◆ **ASSIGNMENT**: Repeat the records below verbatim.

[Stored data entries]
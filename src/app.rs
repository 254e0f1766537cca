use std::rc::Rc;

use kuchiki::NodeRef;

use crate::bindings::{Bindings, Selectors};
use crate::dom::Page;
use crate::notify;
use crate::rating::StarRating;
use crate::reveal::{Layout, Rect, ScrollAnimator};
use crate::runtime::UiRuntime;
use crate::samples::SampleTitlePicker;
use crate::search::SearchFormEnhancer;
use crate::storage::Storage;
use crate::submit::{self, RatingClient, SubmitOutcome};

#[derive(Debug, Clone, Copy, PartialEq, Eq)]
pub enum UiEvent {
    MouseEnter,
    MouseLeave,
    Click,
    Submit,
    Input,
}

pub struct App {
    runtime: UiRuntime,
    client: RatingClient,
    selectors: Selectors,
    widgets: Vec<Rc<StarRating>>,
    search: Option<SearchFormEnhancer>,
    samples: Option<SampleTitlePicker>,
    animator: Option<ScrollAnimator>,
}

impl App {
    pub fn new(
        page: Page,
        storage: Box<dyn Storage>,
        client: RatingClient,
        selectors: Selectors,
    ) -> Self {
        let runtime = UiRuntime::new(page, storage);
        runtime.inject_notification_styles();
        runtime.load_theme();
        Self {
            runtime,
            client,
            selectors,
            widgets: Vec::new(),
            search: None,
            samples: None,
            animator: None,
        }
    }

    pub fn runtime(&self) -> &UiRuntime {
        &self.runtime
    }

    pub fn page(&self) -> &Page {
        self.runtime.page()
    }

    pub fn initialize(&mut self) {
        let bindings = Bindings::discover(self.runtime.page(), &self.selectors);
        self.initialize_with(bindings);
    }

    pub fn initialize_with(&mut self, bindings: Bindings) {
        self.widgets = bindings
            .rating_widgets
            .into_iter()
            .map(|b| Rc::new(StarRating::new(b)))
            .collect();

        let input = bindings
            .search_input
            .clone()
            .or_else(|| bindings.search.as_ref().and_then(|s| s.input.clone()));
        self.search = match bindings.search {
            Some(binding) => Some(SearchFormEnhancer::new(binding, &self.selectors)),
            None => {
                tracing::debug!("no search form; skipping");
                None
            }
        };

        self.samples = (!bindings.sample_titles.is_empty())
            .then(|| SampleTitlePicker::new(bindings.sample_titles, input));

        self.animator = (!bindings.cards.is_empty()).then(|| ScrollAnimator::new(bindings.cards));

        tracing::info!(
            rating_widgets = self.widgets.len(),
            search_form = self.search.is_some(),
            sample_titles = self.samples.as_ref().map_or(0, |s| s.titles().len()),
            cards = self.animator.as_ref().map_or(0, |a| a.cards().len()),
            "page initialized"
        );
    }

    pub fn widgets(&self) -> &[Rc<StarRating>] {
        &self.widgets
    }

    pub fn widget(&self, manga_id: &str) -> Option<Rc<StarRating>> {
        self.widgets
            .iter()
            .find(|w| w.manga_id().as_deref() == Some(manga_id))
            .cloned()
    }

    pub fn search(&self) -> Option<&SearchFormEnhancer> {
        self.search.as_ref()
    }

    pub fn samples(&self) -> Option<&SampleTitlePicker> {
        self.samples.as_ref()
    }

    pub fn cards(&self) -> &[NodeRef] {
        self.animator.as_ref().map(|a| a.cards()).unwrap_or(&[])
    }

    // Must run inside a `LocalSet`; several handlers start timers.
    pub fn dispatch(&self, target: &NodeRef, event: UiEvent) -> bool {
        for node in target.inclusive_ancestors() {
            if self.handle(&node, event) {
                return true;
            }
        }
        false
    }

    fn handle(&self, node: &NodeRef, event: UiEvent) -> bool {
        for widget in &self.widgets {
            if let Some(position) = widget.position_of(node) {
                match event {
                    UiEvent::MouseEnter => widget.hover(position),
                    UiEvent::MouseLeave => widget.leave(),
                    UiEvent::Click => widget.click(position),
                    UiEvent::Submit | UiEvent::Input => return false,
                }
                return true;
            }
        }

        if let Some(search) = &self.search {
            if event == UiEvent::Submit && search.form() == node {
                search.on_submit();
                return true;
            }
            if event == UiEvent::Input && search.input() == Some(node) {
                search.on_input();
                return true;
            }
        }

        if event == UiEvent::Click {
            if let Some(samples) = &self.samples {
                if samples.owns(node) {
                    return samples.pick(&self.runtime, node);
                }
            }
            if notify::dismiss_from_close(node) {
                return true;
            }
        }

        false
    }

    pub async fn submit_rating(&self, manga_id: &str, control: &NodeRef) -> SubmitOutcome {
        submit::submit_rating(&self.runtime, &self.client, manga_id, control).await
    }

    pub fn scroll(&self, viewport: &Rect, layout: &dyn Layout) -> usize {
        self.animator
            .as_ref()
            .map_or(0, |a| a.on_scroll(viewport, layout))
    }

    pub fn toggle_theme(&self) -> crate::theme::Theme {
        self.runtime.toggle_theme()
    }

    pub fn show_notification(&self, message: &str, severity: notify::Severity) -> Option<NodeRef> {
        self.runtime.show_notification(message, severity)
    }
}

◆ **ANSWER TO THIS TASK**:
filename src/app.rs
repository 254e0f1766537cca
use std::rc::Rc;

use kuchiki::NodeRef;

use crate::bindings::{Bindings, Selectors};
use crate::dom::Page;
use crate::notify;
use crate::rating::StarRating;
use crate::reveal::{Layout, Rect, ScrollAnimator};
use crate::runtime::UiRuntime;
use crate::samples::SampleTitlePicker;
use crate::search::SearchFormEnhancer;
use crate::storage::Storage;
use crate::submit::{self, RatingClient, SubmitOutcome};

#[derive(Debug, Clone, Copy, PartialEq, Eq)]
pub enum UiEvent {
    MouseEnter,
    MouseLeave,
    Click,
    Submit,
    Input,
}

pub struct App {
    runtime: UiRuntime,
    client: RatingClient,
    selectors: Selectors,
    widgets: Vec<Rc<StarRating>>,
    search: Option<SearchFormEnhancer>,
    samples: Option<SampleTitlePicker>,
    animator: Option<ScrollAnimator>,
}

impl App {
    pub fn new(
        page: Page,
        storage: Box<dyn Storage>,
        client: RatingClient,
        selectors: Selectors,
    ) -> Self {
        let runtime = UiRuntime::new(page, storage);
        runtime.inject_notification_styles();
        runtime.load_theme();
        Self {
            runtime,
            client,
            selectors,
            widgets: Vec::new(),
            search: None,
            samples: None,
            animator: None,
        }
    }

    pub fn runtime(&self) -> &UiRuntime {
        &self.runtime
    }

    pub fn page(&self) -> &Page {
        self.runtime.page()
    }

    pub fn initialize(&mut self) {
        let bindings = Bindings::discover(self.runtime.page(), &self.selectors);
        self.initialize_with(bindings);
    }

    pub fn initialize_with(&mut self, bindings: Bindings) {
        self.widgets = bindings
            .rating_widgets
            .into_iter()
            .map(|b| Rc::new(StarRating::new(b)))
            .collect();

        let input = bindings
            .search_input
            .clone()
            .or_else(|| bindings.search.as_ref().and_then(|s| s.input.clone()));
        self.search = match bindings.search {
            Some(binding) => Some(SearchFormEnhancer::new(binding, &self.selectors)),
            None => {
                tracing::debug!("no search form; skipping");
                None
            }
        };

        self.samples = (!bindings.sample_titles.is_empty())
            .then(|| SampleTitlePicker::new(bindings.sample_titles, input));

        self.animator = (!bindings.cards.is_empty()).then(|| ScrollAnimator::new(bindings.cards));

        tracing::info!(
            rating_widgets = self.widgets.len(),
            search_form = self.search.is_some(),
            sample_titles = self.samples.as_ref().map_or(0, |s| s.titles().len()),
            cards = self.animator.as_ref().map_or(0, |a| a.cards().len()),
            "page initialized"
        );
    }

    pub fn widgets(&self) -> &[Rc<StarRating>] {
        &self.widgets
    }

    pub fn widget(&self, manga_id: &str) -> Option<Rc<StarRating>> {
        self.widgets
            .iter()
            .find(|w| w.manga_id().as_deref() == Some(manga_id))
            .cloned()
    }

    pub fn search(&self) -> Option<&SearchFormEnhancer> {
        self.search.as_ref()
    }

    pub fn samples(&self) -> Option<&SampleTitlePicker> {
        self.samples.as_ref()
    }

    pub fn cards(&self) -> &[NodeRef] {
        self.animator.as_ref().map(|a| a.cards()).unwrap_or(&[])
    }

    // Must run inside a `LocalSet`; several handlers start timers.
    pub fn dispatch(&self, target: &NodeRef, event: UiEvent) -> bool {
        for node in target.inclusive_ancestors() {
            if self.handle(&node, event) {
                return true;
            }
        }
        false
    }

    fn handle(&self, node: &NodeRef, event: UiEvent) -> bool {
        for widget in &self.widgets {
            if let Some(position) = widget.position_of(node) {
                match event {
                    UiEvent::MouseEnter => widget.hover(position),
                    UiEvent::MouseLeave => widget.leave(),
                    UiEvent::Click => widget.click(position),
                    UiEvent::Submit | UiEvent::Input => return false,
                }
                return true;
            }
        }

        if let Some(search) = &self.search {
            if event == UiEvent::Submit && search.form() == node {
                search.on_submit();
                return true;
            }
            if event == UiEvent::Input && search.input() == Some(node) {
                search.on_input();
                return true;
            }
        }

        if event == UiEvent::Click {
            if let Some(samples) = &self.samples {
                if samples.owns(node) {
                    return samples.pick(&self.runtime, node);
                }
            }
            if notify::dismiss_from_close(node) {
                return true;
            }
        }

        false
    }

    pub async fn submit_rating(&self, manga_id: &str, control: &NodeRef) -> SubmitOutcome {
        submit::submit_rating(&self.runtime, &self.client, manga_id, control).await
    }

    pub fn scroll(&self, viewport: &Rect, layout: &dyn Layout) -> usize {
        self.animator
            .as_ref()
            .map_or(0, |a| a.on_scroll(viewport, layout))
    }

    pub fn toggle_theme(&self) -> crate::theme::Theme {
        self.runtime.toggle_theme()
    }

    pub fn show_notification(&self, message: &str, severity: notify::Severity) -> Option<NodeRef> {
        self.runtime.show_notification(message, severity)
    }
}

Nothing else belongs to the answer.